Your task:
Copy exactly the lines of the records below, and only those lines, beginning with the line that contains "logging::LogFormat::from_str(&args.log_format)" and ending with the line that contains "let file_log_level = match".

*** Data to use ***

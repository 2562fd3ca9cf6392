//! Application initialization and configuration

use anyhow::Result;
use std::path::Path;
use log::{info, debug, error};
use crate::{cli, config, display, logging};

/// Load the config file and layer the command line settings over it
pub fn load_configuration(args: &cli::Args) -> Result<config::ConfigManager> {
    let mut manager = if let Some(config_file) = &args.config_file {
        debug!("Loading configuration from explicit file: {}", config_file.display());
        config::ConfigManager::load_from_file(config_file.clone())?
    } else {
        config::ConfigManager::load()?
    };

    if let Some(section_name) = &args.config_name {
        debug!("Selecting configuration section: {}", section_name);
        manager.select_section(section_name.clone());
    }

    apply_cli_overrides(args, &mut manager);

    Ok(manager)
}

fn apply_cli_overrides(args: &cli::Args, manager: &mut config::ConfigManager) {
    if let Some(ttl) = args.default_ttl {
        manager.set_override("notifications", "default-ttl-ms", ttl.to_string());
    }
    if let Some(ids) = &args.ids {
        manager.set_override("notifications", "id-strategy", ids.clone());
    }
    if let Some(output) = &args.output {
        manager.set_override("display", "output", output.clone());
    }
    if args.no_color {
        manager.set_override("display", "color", "false");
    }
}

/// Handle configuration export command
pub fn handle_export_config(config_manager: &config::ConfigManager, export_path: &Path) -> Result<()> {
    info!("Exporting configuration to: {}", export_path.display());

    let config_content = config_manager.export_complete_config()?;

    std::fs::write(export_path, config_content)
        .map_err(|e| anyhow::anyhow!("Failed to write configuration to {}: {}", export_path.display(), e))?;

    println!("Configuration exported to: {}", export_path.display());

    Ok(())
}

pub fn configure_logging(args: &cli::Args, config: &config::ConfigManager) -> Result<logging::LogConfig> {
    use log::LevelFilter;
    use std::str::FromStr;

    let console_level = if args.debug {
        LevelFilter::Trace
    } else if args.verbose {
        LevelFilter::Debug
    } else if args.quiet {
        LevelFilter::Error
    } else {
        match config.get_log_level("base", "console-level") {
            Ok(Some(level)) => {
                debug!("Using console log level from config: {:?}", level);
                level
            }
            Ok(None) => LevelFilter::Info,
            Err(e) => {
                debug!("Invalid console-level in config, using default: {}", e);
                LevelFilter::Info
            }
        }
    };

    debug!("Console log level set to: {:?}", console_level);

    let format = if !args.log_format.is_empty() && args.log_format != "text" {
        logging::LogFormat::from_str(&args.log_format)
            .map_err(|e| anyhow::anyhow!(e))?
    } else {
        match config.get_value("base", "log-format") {
            Some(format_str) => {
                debug!("Using log format from config: {}", format_str);
                logging::LogFormat::from_str(format_str)
                    .unwrap_or(logging::LogFormat::Text)
            }
            None => logging::LogFormat::Text,
        }
    };

    debug!("Log format set to: {:?}", format);

    let log_file_path = args.log_file.clone()
        .or_else(|| config.get_path("base", "log-file"));

    let file_log_level = match &args.log_file_level {
        Some(level_str) => Some(logging::parse_log_level(level_str)?),
        None => {
            match config.get_log_level("base", "file-log-level") {
                Ok(Some(level)) => {
                    debug!("Using file log level from config: {:?}", level);
                    Some(level)
                }
                Ok(None) => None,
                Err(e) => {
                    debug!("Invalid file-log-level in config, using None: {}", e);
                    None
                }
            }
        }
    };

    let (destination, file_level) = match (log_file_path.as_ref(), file_log_level) {
        (Some(file_path), Some(level)) => {
            debug!("File logging enabled: {} (level: {:?})", file_path.display(), level);
            (logging::LogDestination::Both(file_path.clone()), Some(level))
        }
        (Some(file_path), None) => {
            debug!("File logging enabled: {} (level: {:?} - same as console)", file_path.display(), console_level);
            (logging::LogDestination::Both(file_path.clone()), Some(console_level))
        }
        (None, None) => {
            debug!("Console-only logging enabled");
            (logging::LogDestination::Console, None)
        }
        (None, Some(_)) => {
            error!("Log file level specified without log file - this should have been caught during validation");
            return Err(anyhow::anyhow!("Log file level specified without log file"));
        }
    };

    Ok(logging::LogConfig {
        console_level,
        file_level,
        format,
        destination,
    })
}

/// Build the snapshot renderer from display settings
pub fn create_renderer(config: &config::ConfigManager) -> Result<display::NotificationRenderer> {
    let display_config = config.get_display_config()?;
    let colours = display::ColourManager::from_config(&display_config);
    Ok(display::NotificationRenderer::new(colours, display_config.output))
}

*** End of Data to use ***

Response to this exercise:
        logging::LogFormat::from_str(&args.log_format)
            .map_err(|e| anyhow::anyhow!(e))?
    } else {
        match config.get_value("base", "log-format") {
            Some(format_str) => {
                debug!("Using log format from config: {}", format_str);
                logging::LogFormat::from_str(format_str)
                    .unwrap_or(logging::LogFormat::Text)
            }
            None => logging::LogFormat::Text,
        }
    };

    debug!("Log format set to: {:?}", format);

    let log_file_path = args.log_file.clone()
        .or_else(|| config.get_path("base", "log-file"));

    let file_log_level = match &args.log_file_level {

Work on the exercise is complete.